“Uncomfortable.”
She nodded.
Jeff sighed and prodded at his lunch. Reheated spaghetti swimming in way too much tomato sauce. A limp piece of bread with no butter. Two celery sticks. “It was.”
Maya rested her chin in her hand. Her lunch was already gone, along half his bread. “But he took it well. That’s good.”
Was it? Jeff dredged his plastic fork through the fat noodles. “Part of me keeps hoping he’ll be like that jerkoff.”
He didn’t need to specify which one. It was a careful code of theirs, where “jerkoff” could only mean the playground bully.
“Not everyone’s like that,” said Maya. Her gaze softened. “I’m glad you’re finally getting it, though.”
Jeff rolled his eyes.
She punched him again. Lighter, this time. “Don’t be like that.”
He rubbed his forehead, annoyed at the thin beads of sweat. Like just thinking of Braeden raised his body temperature. “I didn’t mean to.”
“Tell him?”
Jeff gave up on his food and dropped the fork into the soupy sauce. He shoved the tray away, his stomach lurching. “He asked about you, and I made it about myself. That makes me more of an asshole.”

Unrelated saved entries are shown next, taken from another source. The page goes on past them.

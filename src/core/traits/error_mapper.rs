//! Error mapper trait definition
//!
//! Converts HTTP status codes, JSON error bodies and transport failures into
//! [`ProviderError`] values. One implementation exists per upstream.

use crate::core::providers::unified_provider::ProviderError;
use serde_json::Value;

/// Trait for mapping upstream failure conditions to provider errors
pub trait ErrorMapper: Send + Sync + 'static {
    /// Map HTTP status code and response body to provider error
    ///
    /// # Common Mappings
    /// * `400` - Invalid request parameters
    /// * `401`/`403` - Authentication failure
    /// * `404` - Resource/model not found
    /// * `429` - Rate limit exceeded
    /// * `5xx` - Server-side errors
    fn map_http_error(&self, status_code: u16, response_body: &str) -> ProviderError;

    /// Map a structured JSON error body to provider error
    fn map_json_error(&self, error_response: &Value) -> ProviderError;

    /// Map a transport failure
    fn map_network_error(&self, error: &dyn std::error::Error) -> ProviderError;

    /// Map a body that could not be decoded
    fn map_parsing_error(&self, error: &dyn std::error::Error) -> ProviderError;
}
//! HTTP surface integration tests
//!
//! Exercises the actix application end to end, including a Bedrock gateway
//! talking to a mocked runtime.

#[cfg(test)]
mod tests {
    use crate::common::eventstream;
    use crate::common::fixtures::{CLAUDE_MODEL, JURASSIC_MODEL};
    use crate::common::{ResponseFactory, ScriptedGateway, bedrock_config};
    use actix_web::{test, web};
    use bedrock_chat::server::server::HttpServer;
    use bedrock_chat::server::state::AppState;
    use bedrock_chat::utils::error::UPSTREAM_FAILURE;
    use bedrock_chat::{BedrockGateway, Config, GenerationParams};
    use serde_json::{Value, json};
    use std::sync::Arc;
    use wiremock::matchers::{method, path_regex};
    use wiremock::{Mock, MockServer, ResponseTemplate};

    fn bedrock_state(server: &MockServer) -> web::Data<AppState> {
        let mut config = Config::default();
        config.gateway.bedrock = bedrock_config(&server.uri());
        let gateway =
            BedrockGateway::new(config.bedrock(), GenerationParams::default()).unwrap();
        web::Data::new(AppState::new(config, Arc::new(gateway)))
    }

    #[actix_web::test]
    async fn test_chat_through_bedrock() {
        let server = MockServer::start().await;
        Mock::given(method("POST"))
            .and(path_regex(r"/invoke$"))
            .respond_with(ResponseTemplate::new(200).set_body_json(ResponseFactory::claude("Hi there")))
            .mount(&server)
            .await;

        let app = test::init_service(HttpServer::create_app(bedrock_state(&server))).await;
        let req = test::TestRequest::post()
            .uri("/api/chat")
            .set_json(json!({
                "messages": [{ "role": "user", "content": "hi" }],
                "modelId": CLAUDE_MODEL
            }))
            .to_request();
        let body: Value = test::call_and_read_body_json(&app, req).await;
        assert_eq!(body, json!({ "response": "Hi there", "modelId": CLAUDE_MODEL }));
    }

    #[actix_web::test]
    async fn test_stream_through_bedrock() {
        let server = MockServer::start().await;
        let frames = eventstream::body(vec![
            eventstream::claude_delta("Hel"),
            eventstream::claude_delta("lo"),
            eventstream::claude_stop(),
        ]);
        Mock::given(method("POST"))
            .and(path_regex(r"/invoke-with-response-stream$"))
            .respond_with(ResponseTemplate::new(200).set_body_bytes(frames))
            .mount(&server)
            .await;

        let app = test::init_service(HttpServer::create_app(bedrock_state(&server))).await;
        let req = test::TestRequest::post()
            .uri("/api/chat/stream")
            .set_json(json!({
                "messages": [{ "role": "user", "content": "hi" }],
                "modelId": CLAUDE_MODEL
            }))
            .to_request();
        let body = test::call_and_read_body(&app, req).await;
        assert_eq!(
            std::str::from_utf8(&body).unwrap(),
            "data: {\"text\":\"Hel\"}\n\ndata: {\"text\":\"lo\"}\n\ndata: [DONE]\n\n"
        );
    }

    #[actix_web::test]
    async fn test_stream_exception_becomes_error_event() {
        let server = MockServer::start().await;
        let frames = eventstream::body(vec![
            eventstream::claude_delta("Hel"),
            eventstream::exception("modelStreamErrorException", "model crashed"),
        ]);
        Mock::given(method("POST"))
            .respond_with(ResponseTemplate::new(200).set_body_bytes(frames))
            .mount(&server)
            .await;

        let app = test::init_service(HttpServer::create_app(bedrock_state(&server))).await;
        let req = test::TestRequest::post()
            .uri("/api/chat/stream")
            .set_json(json!({
                "messages": [{ "role": "user", "content": "hi" }],
                "modelId": CLAUDE_MODEL
            }))
            .to_request();
        let body = test::call_and_read_body(&app, req).await;
        let text = std::str::from_utf8(&body).unwrap();

        assert!(text.starts_with("data: {\"text\":\"Hel\"}\n\n"));
        assert!(text.contains("event: error\n"));
        assert!(!text.contains("[DONE]"));
    }

    #[actix_web::test]
    async fn test_jurassic_stream_is_400() {
        let server = MockServer::start().await;
        let app = test::init_service(HttpServer::create_app(bedrock_state(&server))).await;
        let req = test::TestRequest::post()
            .uri("/api/chat/stream")
            .set_json(json!({
                "messages": [{ "role": "user", "content": "hi" }],
                "modelId": JURASSIC_MODEL
            }))
            .to_request();
        let resp = test::call_service(&app, req).await;
        assert_eq!(resp.status(), 400);
    }

    #[actix_web::test]
    async fn test_bedrock_failure_is_500_with_details() {
        let server = MockServer::start().await;
        Mock::given(method("POST"))
            .respond_with(ResponseTemplate::new(403).set_body_json(json!({
                "message": "The security token included in the request is invalid."
            })))
            .mount(&server)
            .await;

        let app = test::init_service(HttpServer::create_app(bedrock_state(&server))).await;
        let req = test::TestRequest::post()
            .uri("/api/chat")
            .set_json(json!({ "message": "hi" }))
            .to_request();
        let resp = test::call_service(&app, req).await;
        assert_eq!(resp.status(), 500);
        let body: Value = test::read_body_json(resp).await;
        assert_eq!(body["error"], UPSTREAM_FAILURE);
        assert!(body["details"].as_str().unwrap().contains("security token"));
    }

    #[actix_web::test]
    async fn test_cors_preflight() {
        let state = web::Data::new(AppState::new(Config::default(), ScriptedGateway::new()));
        let app = test::init_service(HttpServer::create_app(state)).await;

        let req = test::TestRequest::default()
            .method(actix_web::http::Method::OPTIONS)
            .uri("/api/chat")
            .insert_header(("Origin", "http://localhost:5173"))
            .insert_header(("Access-Control-Request-Method", "POST"))
            .insert_header(("Access-Control-Request-Headers", "content-type"))
            .to_request();
        let resp = test::call_service(&app, req).await;

        assert!(resp.status().is_success());
        assert!(
            resp.headers()
                .contains_key("access-control-allow-origin")
        );
    }

    #[actix_web::test]
    async fn test_server_header() {
        let state = web::Data::new(AppState::new(Config::default(), ScriptedGateway::new()));
        let app = test::init_service(HttpServer::create_app(state)).await;
        let req = test::TestRequest::get().uri("/health").to_request();
        let resp = test::call_service(&app, req).await;
        assert_eq!(resp.headers().get("server").unwrap(), "Bedrock-Chat");
    }
}
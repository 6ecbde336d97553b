//! AWS SigV4 Authentication for Bedrock
//!
//! Implementation of AWS Signature Version 4 signing process
//! for authenticating requests to the Bedrock runtime.

use chrono::{DateTime, Utc};
use hmac::{Hmac, Mac};
use sha2::{Digest, Sha256};
use std::collections::HashMap;

use super::utils::AwsCredentials;

type HmacSha256 = Hmac<Sha256>;

/// AWS SigV4 signer for Bedrock requests
#[derive(Debug, Clone)]
pub struct SigV4Signer {
    access_key: String,
    secret_key: String,
    session_token: Option<String>,
    region: String,
    service: String,
}

impl SigV4Signer {
    /// Create a new SigV4 signer
    pub fn new(
        access_key: String,
        secret_key: String,
        session_token: Option<String>,
        region: String,
    ) -> Self {
        Self {
            access_key,
            secret_key,
            session_token,
            region,
            service: "bedrock".to_string(),
        }
    }

    /// Create a signer from resolved credentials
    pub fn from_credentials(credentials: &AwsCredentials) -> Self {
        Self::new(
            credentials.access_key_id.clone(),
            credentials.secret_access_key.clone(),
            credentials.session_token.clone(),
            credentials.region.clone(),
        )
    }

    /// Sign an HTTP request with AWS SigV4
    pub fn sign_request(
        &self,
        method: &str,
        url: &str,
        headers: &HashMap<String, String>,
        body: &str,
        timestamp: DateTime<Utc>,
    ) -> Result<HashMap<String, String>, String> {
        let parsed_url = url::Url::parse(url).map_err(|e| format!("Invalid URL: {}", e))?;

        let host = parsed_url.host_str().ok_or("Missing host in URL")?;
        let host = match parsed_url.port() {
            Some(port) => format!("{}:{}", host, port),
            None => host.to_string(),
        };

        let canonical_uri = canonical_uri(parsed_url.path());
        let query = parsed_url.query().unwrap_or("");

        let amz_date = timestamp.format("%Y%m%dT%H%M%SZ").to_string();
        let date_stamp = timestamp.format("%Y%m%d").to_string();

        let mut canonical_headers = headers.clone();
        canonical_headers.insert("host".to_string(), host);
        canonical_headers.insert("x-amz-date".to_string(), amz_date.clone());

        if let Some(ref token) = self.session_token {
            canonical_headers.insert("x-amz-security-token".to_string(), token.clone());
        }

        // Sort headers by key (case-insensitive)
        let mut sorted_headers: Vec<_> = canonical_headers.iter().collect();
        sorted_headers.sort_by(|a, b| a.0.to_lowercase().cmp(&b.0.to_lowercase()));

        let canonical_headers_str = sorted_headers
            .iter()
            .map(|(k, v)| format!("{}:{}", k.to_lowercase(), v.trim()))
            .collect::<Vec<_>>()
            .join("\n");

        let signed_headers = sorted_headers
            .iter()
            .map(|(k, _)| k.to_lowercase())
            .collect::<Vec<_>>()
            .join(";");

        let payload_hash = hex::encode(Sha256::digest(body.as_bytes()));
        let canonical_request = format!(
            "{}\n{}\n{}\n{}\n\n{}\n{}",
            method.to_uppercase(),
            canonical_uri,
            query,
            canonical_headers_str,
            signed_headers,
            payload_hash
        );

        let algorithm = "AWS4-HMAC-SHA256";
        let credential_scope = format!(
            "{}/{}/{}/aws4_request",
            date_stamp, self.region, self.service
        );
        let canonical_request_hash = hex::encode(Sha256::digest(canonical_request.as_bytes()));

        let string_to_sign = format!(
            "{}\n{}\n{}\n{}",
            algorithm, amz_date, credential_scope, canonical_request_hash
        );

        let signature = self.calculate_signature(&string_to_sign, &date_stamp)?;

        let authorization = format!(
            "{} Credential={}/{}, SignedHeaders={}, Signature={}",
            algorithm, self.access_key, credential_scope, signed_headers, signature
        );

        let mut final_headers = canonical_headers;
        final_headers.insert("Authorization".to_string(), authorization);

        Ok(final_headers)
    }

    /// Calculate AWS SigV4 signature
    fn calculate_signature(
        &self,
        string_to_sign: &str,
        date_stamp: &str,
    ) -> Result<String, String> {
        let k_date = self.hmac_sha256(
            format!("AWS4{}", self.secret_key).as_bytes(),
            date_stamp.as_bytes(),
        )?;

        let k_region = self.hmac_sha256(&k_date, self.region.as_bytes())?;
        let k_service = self.hmac_sha256(&k_region, self.service.as_bytes())?;
        let k_signing = self.hmac_sha256(&k_service, b"aws4_request")?;

        let signature = self.hmac_sha256(&k_signing, string_to_sign.as_bytes())?;
        Ok(hex::encode(signature))
    }

    /// HMAC-SHA256 helper function
    fn hmac_sha256(&self, key: &[u8], data: &[u8]) -> Result<Vec<u8>, String> {
        let mut mac =
            HmacSha256::new_from_slice(key).map_err(|e| format!("HMAC key error: {}", e))?;
        mac.update(data);
        Ok(mac.finalize().into_bytes().to_vec())
    }
}

/// Percent-encode every byte outside the SigV4 unreserved set
pub fn uri_encode(input: &str) -> String {
    let mut encoded = String::with_capacity(input.len());
    for byte in input.bytes() {
        match byte {
            b'A'..=b'Z' | b'a'..=b'z' | b'0'..=b'9' | b'-' | b'_' | b'.' | b'~' => {
                encoded.push(byte as char)
            }
            _ => encoded.push_str(&format!("%{:02X}", byte)),
        }
    }
    encoded
}

/// Canonical URI for non-S3 services: each already-encoded segment is encoded again
fn canonical_uri(path: &str) -> String {
    if path.is_empty() {
        return "/".to_string();
    }
    path.split('/').map(uri_encode).collect::<Vec<_>>().join("/")
}
//! Chat endpoints
//!
//! `POST /api/chat` answers either a single `{ message }` or a whole
//! `{ messages, modelId }` conversation. `POST /api/chat/stream` relays
//! reply fragments as Server-Sent Events.

use crate::core::gateway::StreamEvent;
use crate::core::providers::bedrock::normalize_turns;
use crate::core::streaming::Event;
use crate::core::types::Message;
use crate::server::state::AppState;
use crate::utils::error::GatewayError;
use actix_web::http::header::{CACHE_CONTROL, CONTENT_TYPE};
use actix_web::{HttpResponse, web};
use futures::StreamExt;
use serde::{Deserialize, Serialize};
use tracing::{debug, error, info, warn};

/// Inbound chat body
///
/// Carries either `message` (single-turn variant) or `messages` with an
/// optional `modelId`.
#[derive(Debug, Clone, Default, Deserialize)]
#[serde(rename_all = "camelCase")]
pub struct ChatRequest {
    #[serde(default)]
    pub message: Option<String>,
    #[serde(default)]
    pub messages: Option<Vec<Message>>,
    #[serde(default)]
    pub model_id: Option<String>,
}

/// Reply to a single-message request
#[derive(Debug, Serialize, Deserialize)]
pub struct SingleReply {
    pub text: String,
}

/// Reply to a conversation request
#[derive(Debug, Serialize, Deserialize)]
#[serde(rename_all = "camelCase")]
pub struct ConversationReply {
    pub response: String,
    pub model_id: String,
}

impl ChatRequest {
    /// Non-empty history and the model to run it on
    fn conversation(self, state: &AppState) -> Result<(Vec<Message>, String), GatewayError> {
        let messages = self.messages.unwrap_or_default();
        if messages.is_empty() {
            return Err(GatewayError::Validation("No messages provided".to_string()));
        }

        let model_id = self
            .model_id
            .filter(|id| !id.trim().is_empty())
            .unwrap_or_else(|| state.config.chat().default_model.clone());

        let messages = if state.config.chat().merge_consecutive_roles {
            normalize_turns(&messages)
        } else {
            messages
        };

        Ok((messages, model_id))
    }
}

/// Unary chat endpoint
pub async fn chat(
    state: web::Data<AppState>,
    request: web::Json<ChatRequest>,
) -> Result<HttpResponse, GatewayError> {
    let request = request.into_inner();

    if request.messages.is_none() {
        let message = request
            .message
            .filter(|m| !m.trim().is_empty())
            .ok_or_else(|| {
                warn!("Rejected chat request without a message");
                GatewayError::Validation("Message is required".to_string())
            })?;

        info!("Single message chat request via {}", state.gateway.name());
        let text = state.gateway.invoke_single(&message).await.map_err(|e| {
            error!("Single message chat failed: {}", e);
            GatewayError::from(e)
        })?;

        return Ok(HttpResponse::Ok().json(SingleReply { text }));
    }

    let (messages, model_id) = request.conversation(&state).map_err(|e| {
        warn!("Rejected chat request: {}", e);
        e
    })?;

    info!(
        "Chat request for model {} with {} messages",
        model_id,
        messages.len()
    );

    let response = state
        .gateway
        .invoke(&messages, &model_id)
        .await
        .map_err(|e| {
            error!("Chat request for {} failed: {}", model_id, e);
            GatewayError::from(e)
        })?;

    Ok(HttpResponse::Ok().json(ConversationReply { response, model_id }))
}

/// Streaming chat endpoint
///
/// Errors raised before the upstream accepts the request come back as a
/// regular JSON error response. Once streaming has started, a failure is sent
/// as an `error` event and the stream ends without `[DONE]`.
pub async fn chat_stream(
    state: web::Data<AppState>,
    request: web::Json<ChatRequest>,
) -> Result<HttpResponse, GatewayError> {
    let (messages, model_id) = request.into_inner().conversation(&state).map_err(|e| {
        warn!("Rejected streaming chat request: {}", e);
        e
    })?;

    info!(
        "Streaming chat request for model {} with {} messages",
        model_id,
        messages.len()
    );

    let mut fragments = state
        .gateway
        .invoke_streaming(&messages, &model_id)
        .await
        .map_err(|e| {
            error!("Failed to open stream for {}: {}", model_id, e);
            GatewayError::from(e)
        })?;

    let sse_stream = async_stream::stream! {
        let mut finished = false;
        while let Some(event) = fragments.next().await {
            match event {
                Ok(StreamEvent::Fragment(text)) => {
                    yield Ok::<_, GatewayError>(Event::fragment(&text).to_bytes());
                }
                Ok(StreamEvent::Done) => {
                    debug!("Stream for {} completed", model_id);
                    yield Ok::<_, GatewayError>(Event::done().to_bytes());
                    finished = true;
                    break;
                }
                Err(e) => {
                    error!("Stream error for {}: {}", model_id, e);
                    yield Ok::<_, GatewayError>(Event::error(&e.to_string()).to_bytes());
                    finished = true;
                    break;
                }
            }
        }
        if !finished {
            error!("Stream for {} ended before the end marker", model_id);
            yield Ok::<_, GatewayError>(
                Event::error("stream ended before the end marker").to_bytes(),
            );
        }
    };

    Ok(HttpResponse::Ok()
        .insert_header((CONTENT_TYPE, "text/event-stream"))
        .insert_header((CACHE_CONTROL, "no-cache"))
        .insert_header(("Connection", "keep-alive"))
        .streaming(sse_stream))
}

Maya tucked a lock of hair behind her ear, her gaze distant. “I don’t think so. He’s been trying to get to know you, so you gave him what he wanted. And something positive came out of it. What’s so bad about that?”
“I don’t know,” he muttered. “I just keep expecting this to blow up in my face.”
After the space of a breath, skinny arms wrapped around his shoulders. Any other day Jeff might have shoved her off, but this was needed. His mind was muddied. He’d never meant for things to go this far.
Braeden, in that stupid, infuriating, amazing way, kept wedging past his barriers and drawing him out. Just glancing at him in class this morning had made Jeff feel like he was losing control. Rubbery knees. Shortening breath. Flushed face—and the fever that had started it all was long gone.
I like him. I seriously like him.
“Shit,” he said.
“Yeah,” said Maya. He felt her lips curve against his shoulder. “Shit is right.” She released him and sat back as though the hug had never happened. “I’m still with you, though, a hundred and fifty percent.”
“There’s no such thing.”
“There is with us.”
Jeff snorted but couldn’t hold back a smile. When the bell rang, they stood in unison and dumped their food. Just before they parted at the hallway, Maya turned to him and grinned. “Hey.”
Jeff tilted his head.
“Good luck with tutoring.”
He lifted his hand in a half-hearted wave, turned on his heel, and headed off to class.
* * * *
Jeff half-hoped his mother wouldn’t let him go to the Britely house, but she allowed it. In fact, when he told her where it was, she told him to have a great time and, if he wouldn’t mind, stop at the gas station on his way home for some strawberry jelly.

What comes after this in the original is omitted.